Queho – Renegade Indian Outlaw or Scapegoat?

Queho’s grave marker in Pahrump Valley, by Nevada Bob via Find A Grave.

The mystery and legend of renegade Indian, Queho (pronounced Key-Ho), continues to be debated today as to whether he was a scoundrel or a scapegoat. Was the Southern Nevada Indian a true outlaw killer or was he merely blamed by law officers for an abundance of unsolved crimes?

Thought to have been born around 1880 at Cottonwood Island near the town of Nelson, Nevada, Queho’s Cocopah mother died shortly after giving birth. Though the identity of his father remains a mystery, various theories have been presented including a Paiute brave from a neighboring tribe, a white soldier from Fort Mohave, or a Mexican miner. Though the answer to this question will never be known, Queho was an outcast from the start due to his “shameful” mixed blood. Adding to this, the boy was born with a club foot, which further caused the local tribes to reject him.

Raised on a reservation in Las Vegas, he worked from an early age as a ranch laborer and wood gatherer in several of the nearby mining camps. Always known to be sullen, moody, and quick-tempered, it came as no surprise when he began to have troubles with the law.

Southern Paiute in Las Vegas Valley

Southern Paiute in Las Vegas Valley

Some stories, though unconfirmed, tell of him being involved in the death of another Indian in 1897, but newspaper accounts of his exploits do not begin until November 1910. The first report tells of Queho being the main suspect in a slaying of another Indian during a brawl on the Las Vegas reservation. Allegedly, he and the other man, named Harry Bismark, were drinking when the dispute began. Queho went on the run and according to some accounts, murdered two Paiute Indians when he stole their horses in his escape.

On his flight, he stopped for supplies in Las Vegas and was confronted by a shopkeeper named Hy Von, which resulted in Queho breaking both the man’s arms and fracturing his skull with a pick handle. Fleeing south to Nelson, he took shelter in Eldorado Canyon.

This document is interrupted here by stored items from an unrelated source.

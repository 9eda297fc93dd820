use std::sync::{Arc, OnceLock};

use tokio_util::task::TaskTracker;
use tracing::{debug, error, info, warn};

use super::entry::{EntryPayload, InteractionRecord, LogEntry, UNKNOWN_USER};
use super::events::{EventTarget, Handler, InteractionEvent};
use crate::error::StoreError;
use crate::identity::{Identity, IdentityResolver};
use crate::storage::LogStore;

/// Listeners are registered for the capture phase so inner handlers that
/// stop propagation cannot hide events from us.
pub const USE_CAPTURE: bool = true;

#[derive(Debug, Clone, Copy, PartialEq, Eq)]
pub enum RecorderState {
    Uninitialized,
    /// Identity lookup in flight.
    Initializing,
    /// Listeners attached (possibly zero of them).
    Active,
}

/// The part the listener closure needs. Shared with in-flight appends.
struct RecorderCore {
    identity: OnceLock<Identity>,
    log: LogStore,
    pending: TaskTracker,
}

impl RecorderCore {
    fn user_id(&self) -> &str {
        self.identity.get().map(Identity::as_str).unwrap_or(UNKNOWN_USER)
    }

    async fn append_log(&self, payload: EntryPayload) -> Result<LogEntry, StoreError> {
        self.log.append(self.user_id(), payload).await
    }
}

/// Pull the loggable fields out of an event. Empty id/class are dropped.
pub fn capture_interaction(event: &InteractionEvent) -> InteractionRecord {
    let non_empty = |s: &str| (!s.is_empty()).then(|| s.to_string());
    InteractionRecord {
        event_type: event.event_type.clone(),
        target: event.target.tag_name.clone(),
        target_id: non_empty(&event.target.id),
        target_class: non_empty(&event.target.class_name),
    }
}

/// Attaches to an [`EventTarget`] for a fixed set of event types and logs
/// every interaction it sees.
///
/// The event set is fixed for the lifetime of the recorder; reconfiguring
/// means detaching this one and building another.
pub struct InteractionRecorder {
    included_events: Vec<String>,
    active_event_types: Vec<String>,
    state: RecorderState,
    target: Arc<dyn EventTarget>,
    resolver: Arc<IdentityResolver>,
    core: Arc<RecorderCore>,
    // Retained so unsubscribe sees the same allocation subscribe did.
    handler: Handler,
}

impl InteractionRecorder {
    pub fn new<I, S>(
        included_events: I,
        target: Arc<dyn EventTarget>,
        resolver: Arc<IdentityResolver>,
        log: LogStore,
    ) -> Self
    where
        I: IntoIterator<Item = S>,
        S: Into<String>,
    {
        let mut events: Vec<String> = Vec::new();
        for event_type in included_events.into_iter().map(Into::into) {
            if !events.contains(&event_type) {
                events.push(event_type);
            }
        }

        let core = Arc::new(RecorderCore {
            identity: OnceLock::new(),
            log,
            pending: TaskTracker::new(),
        });

        Self {
            included_events: events,
            active_event_types: Vec::new(),
            state: RecorderState::Uninitialized,
            target,
            resolver,
            handler: Self::make_handler(&core),
            core,
        }
    }

    fn make_handler(core: &Arc<RecorderCore>) -> Handler {
        let core = Arc::clone(core);
        Arc::new(move |event: &InteractionEvent| {
            let record = capture_interaction(event);

            // Dispatch is synchronous and belongs to the host; nothing here may
            // panic or block it.
            if tokio::runtime::Handle::try_current().is_err() {
                error!(
                    "Error logging interaction: no async runtime, dropping {} event",
                    record.event_type
                );
                return;
            }

            let task_core = Arc::clone(&core);
            core.pending.spawn(async move {
                if let Err(e) = task_core.append_log(EntryPayload::Interaction(record)).await {
                    error!("Error logging interaction: {}", e);
                }
            });
        })
    }

    /// Resolve identity (first time only), then attach listeners.
    /// Calling this on a recorder that is not `Uninitialized` does nothing.
    pub async fn init(&mut self) {
        if self.state != RecorderState::Uninitialized {
            debug!("Recorder already initialized, ignoring init");
            return;
        }
        self.state = RecorderState::Initializing;

        if self.core.identity.get().is_none() {
            let identity = self.resolver.resolve(&self.core.log).await;
            info!("Recorder identity: {} ({:?})", identity, identity.origin());
            let _ = self.core.identity.set(identity);
        }

        self.attach_listeners();
        self.state = RecorderState::Active;
    }

    fn attach_listeners(&mut self) {
        if self.included_events.is_empty() {
            warn!("No events included for logging.");
            return;
        }
        for event_type in &self.included_events {
            self.target.subscribe(event_type, &self.handler, USE_CAPTURE);
        }
        self.active_event_types = self.included_events.clone();
        info!("Recorder initialized. Listening to events: {:?}", self.active_event_types);
    }

    /// Remove exactly the listeners this recorder attached. Safe to repeat.
    pub fn detach(&mut self) {
        for event_type in &self.active_event_types {
            self.target.unsubscribe(event_type, &self.handler, USE_CAPTURE);
        }
        if !self.active_event_types.is_empty() {
            info!("Recorder stopped. Removed listeners for events: {:?}", self.active_event_types);
        }
        self.active_event_types.clear();
        self.state = RecorderState::Uninitialized;
    }

    /// Stamp and persist one entry with the current identity.
    pub async fn append_log(&self, payload: EntryPayload) -> Result<LogEntry, StoreError> {
        self.core.append_log(payload).await
    }

    /// Wait until every append spawned by the listener so far has finished.
    pub async fn flush(&self) {
        self.core.pending.close();
        self.core.pending.wait().await;
        self.core.pending.reopen();
    }

    pub fn state(&self) -> RecorderState {
        self.state
    }

    pub fn is_initialized(&self) -> bool {
        self.state == RecorderState::Active
    }

    pub fn identity(&self) -> Option<&Identity> {
        self.core.identity.get()
    }

    pub fn included_events(&self) -> &[String] {
        &self.included_events
    }

    pub fn active_event_types(&self) -> &[String] {
        &self.active_event_types
    }

    pub fn log(&self) -> &LogStore {
        &self.core.log
    }
}

impl Drop for InteractionRecorder {
    fn drop(&mut self) {
        // Listeners must not outlive the recorder that owns the handler.
        if !self.active_event_types.is_empty() {
            self.detach();
        }
    }
}
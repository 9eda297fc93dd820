use std::fmt::Display;
use std::sync::Arc;

use tracing::{error, info};

use crate::config::TrackingSettings;
use crate::identity::IdentityResolver;
use crate::storage::LogStore;
use crate::telemetry::events::EventTarget;
use crate::telemetry::recorder::InteractionRecorder;

/// Owns "the current recorder" on behalf of the host.
///
/// The host forwards every settings change to [`TrackingController::apply`].
/// Each change tears the running recorder down and, if tracking is still
/// enabled, builds a fresh one; recorders are never reconfigured in place.
pub struct TrackingController {
    target: Arc<dyn EventTarget>,
    resolver: Arc<IdentityResolver>,
    log: LogStore,
    current: Option<InteractionRecorder>,
}

impl TrackingController {
    pub fn new(
        target: Arc<dyn EventTarget>,
        resolver: Arc<IdentityResolver>,
        log: LogStore,
    ) -> Self {
        Self {
            target,
            resolver,
            log,
            current: None,
        }
    }

    /// `None` means the host has no stored settings, which is treated the
    /// same as tracking switched off.
    pub async fn apply(&mut self, settings: Option<&TrackingSettings>) {
        self.shutdown();

        let settings = match settings {
            None => {
                info!("No tracking settings found; tracking disabled");
                return;
            }
            Some(s) if !s.enable_tracking => {
                info!("Tracking disabled by settings");
                return;
            }
            Some(s) => s,
        };

        let mut recorder = InteractionRecorder::new(
            settings.included_events.iter().cloned(),
            Arc::clone(&self.target),
            Arc::clone(&self.resolver),
            self.log.clone(),
        );
        recorder.init().await;
        self.current = Some(recorder);
    }

    /// For hosts whose settings load can fail. A failed load leaves tracking off.
    pub async fn apply_load_result<E: Display>(
        &mut self,
        loaded: Result<Option<TrackingSettings>, E>,
    ) {
        match loaded {
            Ok(settings) => self.apply(settings.as_ref()).await,
            Err(e) => {
                error!("Failed to load tracking settings: {}", e);
                self.shutdown();
            }
        }
    }

    /// Detach and drop the running recorder, if any.
    pub fn shutdown(&mut self) {
        if let Some(mut recorder) = self.current.take() {
            recorder.detach();
        }
    }

    pub fn recorder(&self) -> Option<&InteractionRecorder> {
        self.current.as_ref()
    }

    pub fn is_tracking(&self) -> bool {
        self.current.as_ref().is_some_and(|r| r.is_initialized())
    }

    /// Wait for in-flight appends of the running recorder.
    pub async fn flush(&self) {
        if let Some(recorder) = &self.current {
            recorder.flush().await;
        }
    }
}
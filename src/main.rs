use std::path::PathBuf;
use std::sync::Arc;

use anyhow::{Context, Result};
use clap::{Parser, Subcommand};
use serde::Deserialize;
use tokio::io::{AsyncBufReadExt, BufReader};
use tracing_subscriber::{EnvFilter, FmtSubscriber};

use interlog::config::{CollectorConfig, TrackingSettings};
use interlog::identity::{HubIdentitySource, IdentityResolver};
use interlog::storage::{FileStore, KeyValueStore, LogStore, MemoryStore};
use interlog::telemetry::events::{EventHub, InteractionEvent};
use interlog::tracking::TrackingController;

#[derive(Parser)]
#[command(name = "interlog", version, about = "Local interaction telemetry collector")]
struct Cli {
    /// Key-value store file (overrides INTERLOG_STORE)
    #[arg(long, global = true)]
    store: Option<PathBuf>,

    #[command(subcommand)]
    command: Command,
}

#[derive(Subcommand)]
enum Command {
    /// Read newline-delimited JSON events from stdin and record them
    Record {
        /// Tracking settings JSON; without it tracking starts disabled
        #[arg(long)]
        settings: Option<PathBuf>,
    },
    /// Print the persisted log
    Dump,
    /// Resolve the current identity once and print it. Lookup diagnostics are
    /// logged to stderr only; a fallback token is still cached in the store.
    Whoami,
}

/// One stdin line: either an event to dispatch or a settings change.
#[derive(Deserialize)]
#[serde(untagged)]
enum DriverLine {
    Event(InteractionEvent),
    Settings { settings: TrackingSettings },
}

// Appends are unsynchronized read-modify-writes; they must never run in
// parallel, so the driver stays on one thread.
#[tokio::main(flavor = "current_thread")]
async fn main() -> Result<()> {
    let filter = EnvFilter::try_from_default_env().unwrap_or_else(|_| EnvFilter::new("info"));
    let subscriber = FmtSubscriber::builder()
        .with_env_filter(filter)
        .with_writer(std::io::stderr)
        .finish();
    tracing::subscriber::set_global_default(subscriber)
        .context("setting default subscriber failed")?;

    let cli = Cli::parse();
    let mut config = CollectorConfig::from_env().context("reading INTERLOG_* environment")?;
    if let Some(store) = cli.store {
        config.store_path = store;
    }

    let kv: Arc<dyn KeyValueStore> = Arc::new(FileStore::new(config.store_path.clone()));
    let log = LogStore::new(Arc::clone(&kv));
    let source = Arc::new(HubIdentitySource::new(&config));
    let resolver = Arc::new(IdentityResolver::new(source, Arc::clone(&kv)));

    match cli.command {
        Command::Record { settings } => record(settings, resolver, log).await,
        Command::Dump => {
            let entries = log.entries().context("reading interaction log")?;
            println!("{}", serde_json::to_string_pretty(&entries)?);
            Ok(())
        }
        Command::Whoami => {
            // Inspection only: diagnostics go to a scratch log, not the persisted one.
            let scratch = LogStore::new(Arc::new(MemoryStore::new()));
            let identity = resolver.resolve(&scratch).await;
            println!("{}", identity);
            Ok(())
        }
    }
}

async fn record(
    settings: Option<PathBuf>,
    resolver: Arc<IdentityResolver>,
    log: LogStore,
) -> Result<()> {
    let hub = Arc::new(EventHub::new());
    let mut controller = TrackingController::new(hub.clone(), resolver, log.clone());

    match settings {
        Some(path) => {
            let loaded = TrackingSettings::from_file(&path).map(Some);
            controller.apply_load_result(loaded).await
        }
        None => controller.apply(None).await,
    }

    tracing::info!("Reading events from stdin. Ctrl+D to stop.");
    let mut lines = BufReader::new(tokio::io::stdin()).lines();
    while let Some(line) = lines.next_line().await? {
        let line = line.trim();
        if line.is_empty() {
            continue;
        }
        match serde_json::from_str::<DriverLine>(line) {
            Ok(DriverLine::Event(event)) => {
                let delivered = hub.dispatch(&event);
                tracing::debug!("Dispatched {} to {} listener(s)", event.event_type, delivered);
            }
            Ok(DriverLine::Settings { settings }) => {
                controller.flush().await;
                controller.apply(Some(&settings)).await;
            }
            Err(e) => tracing::warn!("Ignoring unreadable input line: {}", e),
        }
        // Let spawned appends make progress between lines.
        tokio::task::yield_now().await;
    }

    controller.flush().await;
    controller.shutdown();

    let total = log.entries().map(|e| e.len()).unwrap_or(0);
    tracing::info!("Stopped. {} entries in log.", total);
    Ok(())
}
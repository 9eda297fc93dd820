use std::sync::Arc;

use tracing::debug;

use super::{KeyValueStore, INTERACTIONS_KEY};
use crate::error::StoreError;
use crate::telemetry::entry::{EntryPayload, LogEntry};

/// Structured view over the `user_interactions` key.
///
/// The whole sequence lives in one value, so every append is a full
/// read-modify-write. There is no locking or versioning across writers: two
/// appends that both read before either writes will keep only the later
/// write (one entry lost). An append never yields, so on a current-thread
/// runtime appends cannot interleave. The log also grows without bound.
#[derive(Clone)]
pub struct LogStore {
    kv: Arc<dyn KeyValueStore>,
}

impl LogStore {
    pub fn new(kv: Arc<dyn KeyValueStore>) -> Self {
        Self { kv }
    }

    pub fn backend(&self) -> &Arc<dyn KeyValueStore> {
        &self.kv
    }

    /// Stamp `payload` with `user_id` and the current time, then persist it.
    pub async fn append(
        &self,
        user_id: &str,
        payload: EntryPayload,
    ) -> Result<LogEntry, StoreError> {
        let entry = LogEntry::new(user_id, payload);
        debug!("Log entry: {}", serde_json::to_string(&entry)?);

        let mut entries = self.entries()?;
        entries.push(entry.clone());
        self.kv.set(INTERACTIONS_KEY, &serde_json::to_string(&entries)?)?;

        Ok(entry)
    }

    /// Persisted entries in append order. Empty when nothing was written yet.
    pub fn entries(&self) -> Result<Vec<LogEntry>, StoreError> {
        match self.kv.get(INTERACTIONS_KEY)? {
            None => Ok(Vec::new()),
            Some(raw) if raw.trim().is_empty() => Ok(Vec::new()),
            Some(raw) => serde_json::from_str(&raw).map_err(|e| StoreError::CorruptLog {
                key: INTERACTIONS_KEY.to_string(),
                reason: e.to_string(),
            }),
        }
    }

    pub fn clear(&self) -> Result<(), StoreError> {
        self.kv.remove(INTERACTIONS_KEY)
    }
}

impl std::fmt::Debug for LogStore {
    fn fmt(&self, f: &mut std::fmt::Formatter<'_>) -> std::fmt::Result {
        f.debug_struct("LogStore").field("key", &INTERACTIONS_KEY).finish()
    }
}
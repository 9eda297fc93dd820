use std::path::{Path, PathBuf};
use std::time::Duration;

use serde::{Deserialize, Serialize};

use crate::error::ConfigError;

pub const DEFAULT_HUB_URL: &str = "http://localhost:8000";
pub const DEFAULT_USER_PATH: &str = "/hub/api/user";
pub const DEFAULT_TIMEOUT_MS: u64 = 5_000;
pub const DEFAULT_STORE_PATH: &str = "interlog-store.json";

/// What the host hands us on load and on every settings change.
///
/// Missing fields fall back to "nothing tracked". Whether settings exist at
/// all is expressed by the caller as `Option<TrackingSettings>`.
#[derive(Debug, Clone, Default, PartialEq, Eq, Serialize, Deserialize)]
#[serde(rename_all = "camelCase", default)]
pub struct TrackingSettings {
    pub included_events: Vec<String>,
    pub enable_tracking: bool,
}

impl TrackingSettings {
    pub fn new<I, S>(included_events: I, enable_tracking: bool) -> Self
    where
        I: IntoIterator<Item = S>,
        S: Into<String>,
    {
        Self {
            included_events: included_events.into_iter().map(Into::into).collect(),
            enable_tracking,
        }
    }

    pub fn from_json(text: &str) -> Result<Self, ConfigError> {
        Ok(serde_json::from_str(text)?)
    }

    pub fn from_file(path: &Path) -> Result<Self, ConfigError> {
        let text = std::fs::read_to_string(path)?;
        Self::from_json(&text)
    }
}

/// Where identity comes from and where the log goes.
#[derive(Debug, Clone)]
pub struct CollectorConfig {
    pub hub_url: String,
    pub user_path: String,
    pub api_token: Option<String>,
    pub timeout: Duration,
    pub store_path: PathBuf,
}

impl Default for CollectorConfig {
    fn default() -> Self {
        Self {
            hub_url: DEFAULT_HUB_URL.to_string(),
            user_path: DEFAULT_USER_PATH.to_string(),
            api_token: None,
            timeout: Duration::from_millis(DEFAULT_TIMEOUT_MS),
            store_path: PathBuf::from(DEFAULT_STORE_PATH),
        }
    }
}

impl CollectorConfig {
    /// Defaults overridden by `INTERLOG_*` environment variables.
    pub fn from_env() -> Result<Self, ConfigError> {
        Self::from_lookup(|var| std::env::var(var).ok())
    }

    fn from_lookup<F>(lookup: F) -> Result<Self, ConfigError>
    where
        F: Fn(&str) -> Option<String>,
    {
        let mut config = Self::default();

        if let Some(url) = lookup("INTERLOG_HUB_URL") {
            config.hub_url = url;
        }
        if let Some(path) = lookup("INTERLOG_USER_PATH") {
            config.user_path = path;
        }
        if let Some(token) = lookup("INTERLOG_API_TOKEN").filter(|t| !t.is_empty()) {
            config.api_token = Some(token);
        }
        if let Some(raw) = lookup("INTERLOG_TIMEOUT_MS") {
            let ms: u64 = raw.trim().parse().map_err(|_| ConfigError::InvalidEnv {
                var: "INTERLOG_TIMEOUT_MS",
                value: raw.clone(),
            })?;
            config.timeout = Duration::from_millis(ms);
        }
        if let Some(path) = lookup("INTERLOG_STORE") {
            config.store_path = PathBuf::from(path);
        }

        Ok(config)
    }

    /// Full identity endpoint URL.
    pub fn user_endpoint(&self) -> String {
        format!(
            "{}/{}",
            self.hub_url.trim_end_matches('/'),
            self.user_path.trim_start_matches('/')
        )
    }
}

#[cfg(test)]
mod tests {
    use super::*;
    use std::collections::HashMap;

    #[test]
    fn test_settings_missing_fields_default_to_disabled() {
        let settings = TrackingSettings::from_json("{}").unwrap();
        assert!(!settings.enable_tracking);
        assert!(settings.included_events.is_empty());

        let json = r#"{"includedEvents":["click","keydown"],"enableTracking":true}"#;
        let settings = TrackingSettings::from_json(json).unwrap();
        assert_eq!(settings, TrackingSettings::new(["click", "keydown"], true));
    }

    #[test]
    fn test_env_overrides() {
        let vars: HashMap<&str, &str> = [
            ("INTERLOG_HUB_URL", "http://hub.local/"),
            ("INTERLOG_TIMEOUT_MS", "250"),
            ("INTERLOG_API_TOKEN", ""),
        ]
        .into_iter()
        .collect();

        let config = CollectorConfig::from_lookup(|k| vars.get(k).map(|v| v.to_string())).unwrap();
        assert_eq!(config.user_endpoint(), "http://hub.local/hub/api/user");
        assert_eq!(config.timeout, Duration::from_millis(250));
        assert!(config.api_token.is_none());
    }

    #[test]
    fn test_bad_timeout_is_rejected() {
        let err = CollectorConfig::from_lookup(|k| {
            (k == "INTERLOG_TIMEOUT_MS").then(|| "soon".to_string())
        })
        .unwrap_err();
        assert!(matches!(err, ConfigError::InvalidEnv { var: "INTERLOG_TIMEOUT_MS", .. }));
    }
}
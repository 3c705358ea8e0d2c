//! Uses `cat` as a stand-in worker: every queued command comes straight back
//! as a frame, so `200 ...` lines reach the 200 handler and everything else
//! lands in the default handler as an unknown frame.

#[cfg(unix)]
fn main() -> Result<(), Box<dyn std::error::Error>> {
    use workerpump::dispatch::Dispatcher;

    let mut dispatcher = Dispatcher::new("/bin/cat")?;

    dispatcher.register(200, |d: &mut Dispatcher| {
        let payload = d.current_event_payload().unwrap_or_default().to_string();
        println!("200 handler: {payload}");
        if payload == "ready" {
            d.queue_command("200", ["logged", "in"]);
        }
    });
    dispatcher.register_default(|d: &mut Dispatcher| {
        if let Some(event) = d.current_event() {
            println!("default handler: {event}");
        }
    });

    dispatcher.queue_command("login", ["alice", "secret"]);
    dispatcher.queue("200 ready");

    while dispatcher.events_dispatched() < 3 {
        if !dispatcher.pump_once()? {
            break;
        }
        dispatcher.wait_ready(std::time::Duration::from_millis(50))?;
    }

    let status = dispatcher.shutdown()?;
    println!("worker exited: {status}");
    Ok(())
}

#[cfg(not(unix))]
fn main() {
    eprintln!("cat-worker requires a Unix platform");
}
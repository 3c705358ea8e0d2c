use crate::cmd::VersionArgs;
use crate::exit::{CliResult, SUCCESS};

pub fn run(args: VersionArgs) -> CliResult<i32> {
    if !args.extended {
        println!("workerpump {}", env!("CARGO_PKG_VERSION"));
        return Ok(SUCCESS);
    }

    println!("name: workerpump");
    println!("version: {}", env!("CARGO_PKG_VERSION"));
    println!(
        "target: {}",
        option_env!("WORKERPUMP_BUILD_TARGET").unwrap_or("unknown")
    );
    println!("target_os: {}", std::env::consts::OS);
    println!("target_arch: {}", std::env::consts::ARCH);
    println!(
        "rustc: {}",
        option_env!("RUSTC_VERSION").unwrap_or("unknown")
    );
    println!("git_hash: {}", option_env!("GIT_HASH").unwrap_or("unknown"));

    Ok(SUCCESS)
}
//! Drive a long-lived, line-oriented worker process from a single thread.
//!
//! workerpump spawns a worker with piped stdio, pumps bytes without blocking,
//! splits stdout into newline-terminated frames of the form `DDD payload` and
//! calls the handler registered for each event code.
//!
//! # Crate Structure
//!
//! - [`process`]: Worker ownership and non-blocking pipe transport
//! - [`frame`]: Line framing, event classification and command encoding
//! - [`dispatch`]: Handler table and the pump/dispatch loop
//!
//! # Example
//!
//! ```no_run
//! use workerpump::dispatch::Dispatcher;
//!
//! # fn main() -> workerpump::dispatch::Result<()> {
//! let mut dispatcher = Dispatcher::new("./worker")?;
//! dispatcher.register(200, |d: &mut Dispatcher| {
//!     println!("ok: {}", d.current_event_payload().unwrap_or_default());
//!     d.queue("status");
//! });
//! dispatcher.register_default(|d: &mut Dispatcher| {
//!     eprintln!("unhandled: {:?}", d.current_event());
//! });
//!
//! dispatcher.queue_command("login", ["alice", "secret"]);
//! dispatcher.run_until_exit()?;
//! # Ok(())
//! # }
//! ```

/// Re-export process types.
pub mod process {
    pub use workerpump_process::*;
}

/// Re-export frame types.
pub mod frame {
    pub use workerpump_frame::*;
}

/// Re-export dispatch types.
pub mod dispatch {
    pub use workerpump_dispatch::*;
}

Before long, word came from Searchlight that a Queho had beaten to death a woodcutter named J.M. Woodworth. According to the tale, he had beaten the man with a piece of timber after Woodworth refused to pay him after having helped him cutting timber.

Nelson Area

Nelson area in Eldorado Canyon by Dave Alexander.

Deputy Sheriff Howe formed a posse and group first went to the scene of Woodworth’s killing where they found a distinctive print left by Queho’s clubfoot. From there, they tracked the fugitive to Eldorado Canyon where they led to the Gold Bug mine. There, they found the body of the watchman, L.W. “Doc” Gilbert. Shot in the back, Gilbert’s special deputy badge No. 896, had been stolen. Continuing to track Queho to the Colorado River, they lost the trail. Though the lawmen had searched for Queho over a 200-mile area ranging from Crescent to Nipton, they found nothing but the trace footprints. Having thought that Queho would be easy to track and capture due to his clubfoot, they couldn’t have been more wrong. After some time, they finally gave up the chase.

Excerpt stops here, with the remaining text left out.